▸ The input:
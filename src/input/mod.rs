#[cfg(feature = "pointer")]
mod pointer;

#[cfg(feature = "pointer")]
pub use pointer::EnigoInput;

use anyhow::Result;
use std::time::Duration;

/// Trait for pointer input destinations
pub trait InputSink {
    /// Move the pointer to an absolute screen position, taking roughly
    /// `duration` to get there
    fn move_to(&mut self, x: i32, y: i32, duration: Duration) -> Result<()>;

    /// Press the primary button
    fn mouse_down(&mut self) -> Result<()>;

    /// Release the primary button
    fn mouse_up(&mut self) -> Result<()>;
}

/// Move to `(x, y)` and click the primary button there
pub fn click_at<I>(input: &mut I, x: i32, y: i32, duration: Duration) -> Result<()>
where
    I: InputSink + ?Sized,
{
    input.move_to(x, y, duration)?;
    input.mouse_down()?;
    input.mouse_up()
}

/// Stand-in sink for detect-only runs, refuses every call
pub struct DisabledInput;

impl InputSink for DisabledInput {
    fn move_to(&mut self, x: i32, y: i32, _duration: Duration) -> Result<()> {
        anyhow::bail!("pointer input is disabled, refusing to move to ({}, {})", x, y)
    }

    fn mouse_down(&mut self) -> Result<()> {
        anyhow::bail!("pointer input is disabled")
    }

    fn mouse_up(&mut self) -> Result<()> {
        anyhow::bail!("pointer input is disabled")
    }
}

/// Create the sink the driver clicks through. Detect-only runs get a
/// [`DisabledInput`] and never touch the OS input APIs.
pub fn create_input_sink(detect_only: bool) -> Result<Box<dyn InputSink>> {
    if detect_only {
        tracing::info!("Running in detect-only mode (no clicks)");
        return Ok(Box::new(DisabledInput));
    }

    #[cfg(feature = "pointer")]
    {
        Ok(Box::new(EnigoInput::new()?))
    }
    #[cfg(not(feature = "pointer"))]
    {
        anyhow::bail!(
            "built without pointer input, rebuild with `--features pointer` or pass --detect-only"
        )
    }
}

impl<I: InputSink + ?Sized> InputSink for Box<I> {
    fn move_to(&mut self, x: i32, y: i32, duration: Duration) -> Result<()> {
        (**self).move_to(x, y, duration)
    }

    fn mouse_down(&mut self) -> Result<()> {
        (**self).mouse_down()
    }

    fn mouse_up(&mut self) -> Result<()> {
        (**self).mouse_up()
    }
}

#[cfg(test)]
pub(crate) mod testing {
    use super::*;

    #[derive(Debug, Clone, PartialEq)]
    pub enum Event {
        Move(i32, i32, Duration),
        Down,
        Up,
    }

    /// Records every call instead of touching the real pointer
    #[derive(Default)]
    pub struct RecordingInput {
        pub events: Vec<Event>,
    }

    impl InputSink for RecordingInput {
        fn move_to(&mut self, x: i32, y: i32, duration: Duration) -> Result<()> {
            self.events.push(Event::Move(x, y, duration));
            Ok(())
        }

        fn mouse_down(&mut self) -> Result<()> {
            self.events.push(Event::Down);
            Ok(())
        }

        fn mouse_up(&mut self) -> Result<()> {
            self.events.push(Event::Up);
            Ok(())
        }
    }
}
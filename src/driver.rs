use crate::capture::FrameSource;
use crate::detection::{detect_bricks_with, find_ready_buttons, ButtonRow, DetectionParams};
use crate::diagnostics::StageObserver;
use crate::input::{click_at, InputSink};
use anyhow::{Context, Result};
use std::time::Duration;

/// Settings of the automation loop
#[derive(Debug, Clone)]
pub struct DriverConfig {
    /// Maximum number of frames to process
    pub frames_limit: u32,
    pub detection: DetectionParams,
    pub buttons: ButtonRow,
    /// Only detect and log, never touch the pointer
    pub detect_only: bool,
    /// Pause before the first frame, to bring the game window to the front
    pub start_delay: Duration,
    /// Pause between frames, lets the game settle after a click
    pub iteration_delay: Duration,
    /// Pointer travel time towards a ready button
    pub button_move: Duration,
    /// Pointer travel time towards a brick
    pub target_move: Duration,
}

impl DriverConfig {
    pub fn new(frames_limit: u32, detection: DetectionParams, buttons: ButtonRow) -> Self {
        Self {
            frames_limit,
            detection,
            buttons,
            detect_only: false,
            start_delay: Duration::from_secs(3),
            iteration_delay: Duration::from_millis(250),
            button_move: Duration::from_secs(2),
            target_move: Duration::from_millis(200),
        }
    }
}

#[derive(Debug, Clone, Copy, PartialEq, Eq)]
pub enum StopReason {
    /// Every requested frame was processed
    FramesLimit,
    /// A frame without bricks ended the run
    NoTargets,
}

#[derive(Debug, Clone, Copy, PartialEq, Eq)]
pub struct RunSummary {
    pub frames: u32,
    pub clicks: u32,
    pub stop_reason: StopReason,
}

/// Run the automation loop until the frame limit is reached or, when
/// clicking, until a frame shows no bricks.
///
/// Each frame: click the first ready button if any, then click the first
/// detected brick. In detect-only mode the input sink is never used.
pub fn run<S, I>(
    source: &mut S,
    input: &mut I,
    config: &DriverConfig,
    mut observer: Option<&mut dyn StageObserver>,
) -> Result<RunSummary>
where
    S: FrameSource + ?Sized,
    I: InputSink + ?Sized,
{
    tracing::info!(
        "Starting main loop: frames_limit={}, detect_only={}",
        config.frames_limit,
        config.detect_only
    );

    if !config.start_delay.is_zero() {
        tracing::info!("Waiting {:?} before the first frame", config.start_delay);
        std::thread::sleep(config.start_delay);
    }

    let mut frames = 0u32;
    let mut clicks = 0u32;
    let mut stop_reason = StopReason::FramesLimit;

    for frame_index in 0..config.frames_limit {
        let frame = source
            .take_frame()
            .with_context(|| format!("Failed to take frame {}", frame_index))?;
        frames += 1;

        if !config.detect_only {
            let ready_buttons = find_ready_buttons(&frame, &config.buttons);
            if let Some(&(x, y)) = ready_buttons.first() {
                tracing::info!(
                    "Frame {}: {} ready buttons, clicking ({}, {})",
                    frame_index,
                    ready_buttons.len(),
                    x,
                    y
                );
                click_at(input, x as i32, y as i32, config.button_move)
                    .context("Failed to click ready button")?;
                clicks += 1;
            }
        }

        let bricks = detect_bricks_with(&frame, &config.detection, observer.as_deref_mut())
            .with_context(|| format!("Failed to detect bricks in frame {}", frame_index))?;
        tracing::info!("Frame {}: {} bricks", frame_index, bricks.len());

        if !config.detect_only {
            let Some(brick) = bricks.first() else {
                tracing::info!("No bricks left, stopping");
                stop_reason = StopReason::NoTargets;
                break;
            };
            tracing::debug!("Clicking brick at ({}, {})", brick.x, brick.y);
            click_at(input, brick.x as i32, brick.y as i32, config.target_move)
                .context("Failed to click brick")?;
            clicks += 1;
        }

        if frame_index + 1 < config.frames_limit && !config.iteration_delay.is_zero() {
            std::thread::sleep(config.iteration_delay);
        }
    }

    let summary = RunSummary {
        frames,
        clicks,
        stop_reason,
    };
    tracing::info!(
        "Finished after {} frames, {} clicks ({:?})",
        summary.frames,
        summary.clicks,
        summary.stop_reason
    );

    Ok(summary)
}
use crate::detection::Target;
use image::{GrayImage, Rgb, RgbImage};
use imageproc::contours::Contour;
use imageproc::drawing::{draw_line_segment_mut, draw_polygon_mut};

const MARKER_COLOR: Rgb<u8> = Rgb([255, 255, 0]);
const MARKER_HALF_SIZE: f32 = 10.0;

/// Expand a grayscale map into a 3-channel image so colours can be drawn on it
pub fn gray_to_rgb(gray: &GrayImage) -> RgbImage {
    let (width, height) = gray.dimensions();
    RgbImage::from_fn(width, height, |x, y| {
        let value = gray.get_pixel(x, y)[0];
        Rgb([value, value, value])
    })
}

/// Stable pseudo-random colour for contour `index`
pub fn contour_color(index: usize) -> Rgb<u8> {
    let seed = (index as u32).wrapping_add(1).wrapping_mul(2_654_435_761);
    Rgb([
        (seed >> 24) as u8 | 0x40,
        (seed >> 16) as u8 | 0x40,
        (seed >> 8) as u8 | 0x40,
    ])
}

/// Fill the contours whose indices are listed, each in its own colour, on
/// top of the grayscale map
pub fn render_contours(
    gray: &GrayImage,
    contours: &[Contour<i32>],
    indices: impl IntoIterator<Item = usize>,
) -> RgbImage {
    let mut canvas = gray_to_rgb(gray);
    for index in indices {
        if let Some(contour) = contours.get(index) {
            fill_contour(&mut canvas, contour, contour_color(index));
        }
    }
    canvas
}

/// Draw a cross marker at every target on top of the grayscale map
pub fn render_targets(gray: &GrayImage, targets: &[Target]) -> RgbImage {
    let mut canvas = gray_to_rgb(gray);
    for target in targets {
        let (x, y) = (target.x as f32, target.y as f32);
        // Two pixels thick
        for offset in [0.0, 1.0] {
            draw_line_segment_mut(
                &mut canvas,
                (x - MARKER_HALF_SIZE, y + offset),
                (x + MARKER_HALF_SIZE, y + offset),
                MARKER_COLOR,
            );
            draw_line_segment_mut(
                &mut canvas,
                (x + offset, y - MARKER_HALF_SIZE),
                (x + offset, y + MARKER_HALF_SIZE),
                MARKER_COLOR,
            );
        }
    }
    canvas
}

fn fill_contour(canvas: &mut RgbImage, contour: &Contour<i32>, color: Rgb<u8>) {
    let points = &contour.points;
    let closed_polygon = points.len() >= 3 && points.first() != points.last();

    if closed_polygon {
        draw_polygon_mut(canvas, points, color);
        return;
    }

    // Specks and slivers: paint the border pixels directly
    for point in points {
        if point.x >= 0
            && point.y >= 0
            && (point.x as u32) < canvas.width()
            && (point.y as u32) < canvas.height()
        {
            canvas.put_pixel(point.x as u32, point.y as u32, color);
        }
    }
}

#[cfg(test)]
mod tests {
    use super::*;
    use image::Luma;
    use imageproc::contours::BorderType;
    use imageproc::point::Point;

    #[test]
    fn gray_expansion_copies_intensity() {
        let gray = GrayImage::from_fn(3, 2, |x, y| Luma([(x * 10 + y) as u8]));
        let rgb = gray_to_rgb(&gray);
        assert_eq!(rgb.dimensions(), (3, 2));
        assert_eq!(*rgb.get_pixel(2, 1), Rgb([21, 21, 21]));
    }

    #[test]
    fn contour_colors_are_stable() {
        assert_eq!(contour_color(3), contour_color(3));
        assert_ne!(contour_color(0), contour_color(1));
    }

    #[test]
    fn speck_contours_are_painted_without_panicking() {
        let gray = GrayImage::from_pixel(8, 8, Luma([200]));
        let contours = vec![
            Contour::new(vec![Point::new(2, 2)], BorderType::Outer, None),
            Contour::new(vec![Point::new(5, 5), Point::new(6, 5)], BorderType::Outer, None),
        ];
        let canvas = render_contours(&gray, &contours, [0, 1]);
        assert_eq!(*canvas.get_pixel(2, 2), contour_color(0));
        assert_eq!(*canvas.get_pixel(6, 5), contour_color(1));
        assert_eq!(*canvas.get_pixel(0, 0), Rgb([200, 200, 200]));
    }

    #[test]
    fn only_listed_contours_are_filled() {
        let gray = GrayImage::from_pixel(20, 20, Luma([200]));
        let square = |x0: i32| {
            Contour::new(
                vec![
                    Point::new(x0, 2),
                    Point::new(x0, 6),
                    Point::new(x0 + 4, 6),
                    Point::new(x0 + 4, 2),
                ],
                BorderType::Outer,
                None,
            )
        };
        let contours = vec![square(2), square(12)];
        let canvas = render_contours(&gray, &contours, [1]);
        assert_eq!(*canvas.get_pixel(4, 4), Rgb([200, 200, 200]));
        assert_eq!(*canvas.get_pixel(14, 4), contour_color(1));
    }

    #[test]
    fn markers_are_drawn_at_targets() {
        let gray = GrayImage::from_pixel(40, 40, Luma([0]));
        let canvas = render_targets(&gray, &[Target::new(20, 20)]);
        assert_eq!(*canvas.get_pixel(20, 20), MARKER_COLOR);
        assert_eq!(*canvas.get_pixel(25, 20), MARKER_COLOR);
        assert_eq!(*canvas.get_pixel(20, 15), MARKER_COLOR);
        assert_eq!(*canvas.get_pixel(5, 5), Rgb([0, 0, 0]));
    }
}
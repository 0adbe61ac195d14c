use super::{CaptureError, FrameSource};
use anyhow::{Context, Result};
use image::RgbImage;
use std::fs;
use std::path::Path;

/// Frames preloaded from a directory and replayed in a loop.
///
/// Files are read once, in file name order. Anything that does not decode
/// as an image is skipped.
pub struct FileFrames {
    frames: Vec<RgbImage>,
    next_index: usize,
}

impl FileFrames {
    pub fn open<P: AsRef<Path>>(dir: P) -> Result<Self, CaptureError> {
        let dir = dir.as_ref();
        tracing::info!("Loading frames from {}", dir.display());

        if !dir.exists() {
            return Err(CaptureError::NotFound(dir.to_path_buf()));
        }
        if !dir.is_dir() {
            return Err(CaptureError::NotADirectory(dir.to_path_buf()));
        }

        let io_error = |source| CaptureError::Io {
            path: dir.to_path_buf(),
            source,
        };
        let mut paths = Vec::new();
        for entry in fs::read_dir(dir).map_err(io_error)? {
            let path = entry.map_err(io_error)?.path();
            if path.is_file() {
                paths.push(path);
            }
        }
        paths.sort();

        let mut frames = Vec::with_capacity(paths.len());
        for path in &paths {
            match image::open(path) {
                Ok(image) => {
                    tracing::debug!(
                        "Loaded {} ({}x{})",
                        path.display(),
                        image.width(),
                        image.height()
                    );
                    frames.push(image.to_rgb8());
                }
                Err(err) => tracing::warn!("Skipping {}: {}", path.display(), err),
            }
        }

        if frames.is_empty() {
            return Err(CaptureError::NoImages(dir.to_path_buf()));
        }

        tracing::info!("Loaded {} frames", frames.len());

        Ok(Self::from_frames(frames))
    }

    /// Replay an in-memory sequence
    pub fn from_frames(frames: Vec<RgbImage>) -> Self {
        Self {
            frames,
            next_index: 0,
        }
    }

    pub fn len(&self) -> usize {
        self.frames.len()
    }

    pub fn is_empty(&self) -> bool {
        self.frames.is_empty()
    }
}

impl FrameSource for FileFrames {
    fn take_frame(&mut self) -> Result<RgbImage> {
        if self.next_index >= self.frames.len() {
            self.next_index = 0;
        }
        let frame = self
            .frames
            .get(self.next_index)
            .cloned()
            .context("frame source holds no frames")?;
        self.next_index += 1;
        Ok(frame)
    }
}
mod bricks;
mod buttons;
pub mod types;

pub use bricks::{detect_bricks, detect_bricks_with, threshold_dark, CandidateRegion};
pub use buttons::find_ready_buttons;
pub use types::{ButtonRow, CircularityRange, DetectError, DetectionParams, Target};
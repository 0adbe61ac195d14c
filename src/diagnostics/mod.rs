mod dump;
mod preview;
pub mod render;

pub use dump::DumpObserver;
pub use preview::PreviewObserver;

use image::DynamicImage;

/// Intermediate images produced by the brick detector, in pipeline order
#[derive(Debug, Clone, Copy, PartialEq, Eq)]
pub enum Stage {
    Input,
    Grayscale,
    Binary,
    Contours,
    Bricks,
    Targets,
}

impl Stage {
    pub const ALL: [Stage; 6] = [
        Stage::Input,
        Stage::Grayscale,
        Stage::Binary,
        Stage::Contours,
        Stage::Bricks,
        Stage::Targets,
    ];

    /// 1-based position in the pipeline, used to order files on disk
    pub fn ordinal(self) -> usize {
        match self {
            Stage::Input => 1,
            Stage::Grayscale => 2,
            Stage::Binary => 3,
            Stage::Contours => 4,
            Stage::Bricks => 5,
            Stage::Targets => 6,
        }
    }

    pub fn name(self) -> &'static str {
        match self {
            Stage::Input => "image",
            Stage::Grayscale => "image_gray",
            Stage::Binary => "image_binary",
            Stage::Contours => "image_contours",
            Stage::Bricks => "image_brick_contours",
            Stage::Targets => "image_bricks",
        }
    }

    pub fn is_last(self) -> bool {
        self == Stage::Targets
    }
}

/// Side channel receiving every intermediate image of a detection call.
///
/// Observers only look: they cannot influence the detected targets, and
/// they swallow their own failures.
pub trait StageObserver {
    fn observe(&mut self, stage: Stage, image: &DynamicImage);
}

/// Forwards each stage to several observers in turn
#[derive(Default)]
pub struct Observers {
    inner: Vec<Box<dyn StageObserver>>,
}

impl Observers {
    pub fn new() -> Self {
        Self::default()
    }

    pub fn push(&mut self, observer: Box<dyn StageObserver>) {
        self.inner.push(observer);
    }

    pub fn is_empty(&self) -> bool {
        self.inner.is_empty()
    }
}

impl StageObserver for Observers {
    fn observe(&mut self, stage: Stage, image: &DynamicImage) {
        for observer in &mut self.inner {
            observer.observe(stage, image);
        }
    }
}

#[cfg(test)]
pub(crate) mod testing {
    use super::*;

    /// Remembers which stages were seen and their dimensions
    #[derive(Default)]
    pub struct RecordingObserver {
        pub seen: Vec<(Stage, u32, u32)>,
    }

    impl StageObserver for RecordingObserver {
        fn observe(&mut self, stage: Stage, image: &DynamicImage) {
            self.seen.push((stage, image.width(), image.height()));
        }
    }
}

#[cfg(test)]
mod tests {
    use super::testing::RecordingObserver;
    use super::*;
    use image::RgbImage;
    use std::cell::RefCell;
    use std::rc::Rc;

    struct Shared(Rc<RefCell<RecordingObserver>>);

    impl StageObserver for Shared {
        fn observe(&mut self, stage: Stage, image: &DynamicImage) {
            self.0.borrow_mut().observe(stage, image);
        }
    }

    #[test]
    fn stage_ordinals_follow_pipeline_order() {
        let ordinals: Vec<usize> = Stage::ALL.iter().map(|s| s.ordinal()).collect();
        assert_eq!(ordinals, vec![1, 2, 3, 4, 5, 6]);
        assert!(Stage::Targets.is_last());
        assert!(!Stage::Binary.is_last());
    }

    #[test]
    fn observers_fan_out() {
        let first = Rc::new(RefCell::new(RecordingObserver::default()));
        let second = Rc::new(RefCell::new(RecordingObserver::default()));
        let mut observers = Observers::new();
        assert!(observers.is_empty());
        observers.push(Box::new(Shared(first.clone())));
        observers.push(Box::new(Shared(second.clone())));

        let image = DynamicImage::ImageRgb8(RgbImage::new(4, 3));
        observers.observe(Stage::Binary, &image);

        assert_eq!(first.borrow().seen, vec![(Stage::Binary, 4, 3)]);
        assert_eq!(second.borrow().seen, vec![(Stage::Binary, 4, 3)]);
    }
}
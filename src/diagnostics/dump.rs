use super::{Stage, StageObserver};
use anyhow::{Context, Result};
use image::DynamicImage;
use std::fs;
use std::path::{Path, PathBuf};

/// Persists every stage image as a timestamped PNG file
pub struct DumpObserver {
    dir: PathBuf,
}

impl DumpObserver {
    pub fn new<P: AsRef<Path>>(dir: P) -> Result<Self> {
        let dir = dir.as_ref().to_path_buf();
        fs::create_dir_all(&dir)
            .with_context(|| format!("Failed to create dump directory {}", dir.display()))?;

        tracing::info!("Dumping stage images to {}", dir.display());

        Ok(Self { dir })
    }

    /// `<ordinal>_<stage>_<unix millis>.png`
    fn file_path(&self, stage: Stage) -> PathBuf {
        let timestamp = chrono::Utc::now().timestamp_millis();
        self.dir.join(format!(
            "{}_{}_{}.png",
            stage.ordinal(),
            stage.name(),
            timestamp
        ))
    }
}

impl StageObserver for DumpObserver {
    fn observe(&mut self, stage: Stage, image: &DynamicImage) {
        let path = self.file_path(stage);
        match image.save(&path) {
            Ok(()) => tracing::debug!("Dumped {}", path.display()),
            Err(err) => tracing::warn!("Failed to dump {}: {}", path.display(), err),
        }
    }
}
use super::types::ButtonRow;
use image::RgbImage;

/// Positions of the buttons in `row` whose pixel exactly matches the ready
/// colour, in row order. Buttons outside the frame, or beyond the range of
/// screen coordinates, are skipped.
pub fn find_ready_buttons(frame: &RgbImage, row: &ButtonRow) -> Vec<(u32, u32)> {
    let (width, height) = frame.dimensions();

    (0..row.count)
        .filter_map(|index| {
            let position = row.position(index);
            if position.is_none() {
                tracing::debug!("Button {} lies beyond screen coordinates", index);
            }
            position
        })
        .filter(|&(x, y)| {
            if x >= width || y >= height {
                tracing::debug!(
                    "Button at ({}, {}) lies outside the {}x{} frame",
                    x,
                    y,
                    width,
                    height
                );
                return false;
            }
            *frame.get_pixel(x, y) == row.ready_color
        })
        .collect()
}

#[cfg(test)]
mod tests {
    use super::*;
    use image::Rgb;

    const READY: Rgb<u8> = Rgb([85, 212, 0]);

    fn row(count: u32) -> ButtonRow {
        ButtonRow {
            first: (10, 5),
            x_step: 20,
            count,
            ready_color: READY,
        }
    }

    #[test]
    fn only_exact_colour_matches_are_ready() {
        let mut frame = RgbImage::from_pixel(100, 20, Rgb([40, 40, 40]));
        frame.put_pixel(10, 5, READY);
        frame.put_pixel(30, 5, Rgb([85, 212, 1]));
        frame.put_pixel(50, 5, READY);

        assert_eq!(find_ready_buttons(&frame, &row(4)), vec![(10, 5), (50, 5)]);
    }

    #[test]
    fn buttons_past_the_frame_edge_are_skipped() {
        let mut frame = RgbImage::from_pixel(60, 20, READY);
        frame.put_pixel(30, 5, Rgb([0, 0, 0]));

        // Buttons at x = 10, 30, 50, 70, 90; the last two are off-frame
        assert_eq!(find_ready_buttons(&frame, &row(5)), vec![(10, 5), (50, 5)]);
    }

    #[test]
    fn huge_button_step_is_skipped_not_wrapped() {
        let frame = RgbImage::from_pixel(10, 10, READY);
        let row = ButtonRow {
            first: (2, 3),
            x_step: 1_000_000_000,
            count: 6,
            ready_color: READY,
        };

        // Only the first button is on-frame; the others overflow or lie far away
        assert_eq!(find_ready_buttons(&frame, &row), vec![(2, 3)]);
    }

    #[test]
    fn empty_row_finds_nothing() {
        let frame = RgbImage::from_pixel(60, 20, READY);
        assert!(find_ready_buttons(&frame, &row(0)).is_empty());
    }
}
use image::Rgb;
use thiserror::Error;

/// Errors raised by the detection routines
#[derive(Debug, Error, PartialEq)]
pub enum DetectError {
    /// The frame has no pixels
    #[error("invalid input frame: {0}")]
    InvalidInput(String),

    /// The circularity interval is empty
    #[error("invalid circularity range ({low}, {high}): low must be below high")]
    InvalidRange { low: f64, high: f64 },
}

/// Open interval a region's circularity has to fall into
#[derive(Debug, Clone, Copy, PartialEq)]
pub struct CircularityRange {
    low: f64,
    high: f64,
}

impl CircularityRange {
    pub fn new(low: f64, high: f64) -> Result<Self, DetectError> {
        // NaN on either side fails this comparison as well
        if !(low < high) {
            return Err(DetectError::InvalidRange { low, high });
        }
        Ok(Self { low, high })
    }

    pub fn low(&self) -> f64 {
        self.low
    }

    pub fn high(&self) -> f64 {
        self.high
    }

    /// Strict containment, both bounds excluded
    pub fn contains(&self, value: f64) -> bool {
        self.low < value && value < self.high
    }
}

/// Tunables for brick detection
#[derive(Debug, Clone, Copy, PartialEq)]
pub struct DetectionParams {
    /// Gray values strictly below this are foreground
    pub black_threshold: u8,
    /// Minimum enclosed contour area, in square pixels
    pub min_area: f64,
    pub circularity: CircularityRange,
}

impl DetectionParams {
    pub fn new(black_threshold: u8, min_area: f64, circularity: CircularityRange) -> Self {
        Self {
            black_threshold,
            min_area,
            circularity,
        }
    }

    /// Minimum area with negative and NaN values clamped to zero
    pub fn effective_min_area(&self) -> f64 {
        if self.min_area > 0.0 {
            self.min_area
        } else {
            0.0
        }
    }
}

/// Click target: centre of an accepted region's bounding box
#[derive(Debug, Clone, Copy, PartialEq, Eq, Hash)]
pub struct Target {
    pub x: u32,
    pub y: u32,
}

impl Target {
    pub fn new(x: u32, y: u32) -> Self {
        Self { x, y }
    }
}

/// A horizontal row of equally spaced UI buttons that light up in a
/// known colour once they can be pressed
#[derive(Debug, Clone, Copy, PartialEq)]
pub struct ButtonRow {
    pub first: (u32, u32),
    pub x_step: u32,
    pub count: u32,
    pub ready_color: Rgb<u8>,
}

impl ButtonRow {
    /// Screen position of button `index`, `None` if it does not fit in
    /// screen coordinates
    pub fn position(&self, index: u32) -> Option<(u32, u32)> {
        let x = index
            .checked_mul(self.x_step)
            .and_then(|offset| self.first.0.checked_add(offset))?;
        Some((x, self.first.1))
    }
}

#[cfg(test)]
mod tests {
    use super::*;

    #[test]
    fn circularity_range_rejects_empty_interval() {
        assert_eq!(
            CircularityRange::new(0.75, 0.71),
            Err(DetectError::InvalidRange {
                low: 0.75,
                high: 0.71
            })
        );
        assert!(CircularityRange::new(0.5, 0.5).is_err());
        assert!(CircularityRange::new(f64::NAN, 1.0).is_err());
    }

    #[test]
    fn circularity_range_is_open() {
        let range = CircularityRange::new(0.71, 0.75).unwrap();
        assert!(range.contains(0.72));
        assert!(!range.contains(0.71));
        assert!(!range.contains(0.75));
    }

    #[test]
    fn negative_min_area_is_clamped() {
        let range = CircularityRange::new(0.0, 1.0).unwrap();
        assert_eq!(DetectionParams::new(25, -5.0, range).effective_min_area(), 0.0);
        assert_eq!(DetectionParams::new(25, f64::NAN, range).effective_min_area(), 0.0);
        assert_eq!(DetectionParams::new(25, 100.0, range).effective_min_area(), 100.0);
    }

    #[test]
    fn button_positions_step_horizontally() {
        let row = ButtonRow {
            first: (255, 130),
            x_step: 71,
            count: 6,
            ready_color: Rgb([85, 212, 0]),
        };
        assert_eq!(row.position(0), Some((255, 130)));
        assert_eq!(row.position(2), Some((397, 130)));
    }

    #[test]
    fn button_positions_past_u32_are_none() {
        let row = ButtonRow {
            first: (255, 130),
            x_step: 1_000_000_000,
            count: 6,
            ready_color: Rgb([85, 212, 0]),
        };
        assert_eq!(row.position(4), Some((4_000_000_255, 130)));
        assert_eq!(row.position(5), None);

        let row = ButtonRow {
            first: (u32::MAX, 130),
            x_step: 1,
            ..row
        };
        assert_eq!(row.position(0), Some((u32::MAX, 130)));
        assert_eq!(row.position(1), None);
    }
}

▸ Task requirements: Copy the records above exactly, please, but only from the first line through the line containing "pub trait InputSink".

▸ Result:
filename src/input/mod.rs
#[cfg(feature = "pointer")]
mod pointer;

#[cfg(feature = "pointer")]
pub use pointer::EnigoInput;

use anyhow::Result;
use std::time::Duration;

/// Trait for pointer input destinations
pub trait InputSink {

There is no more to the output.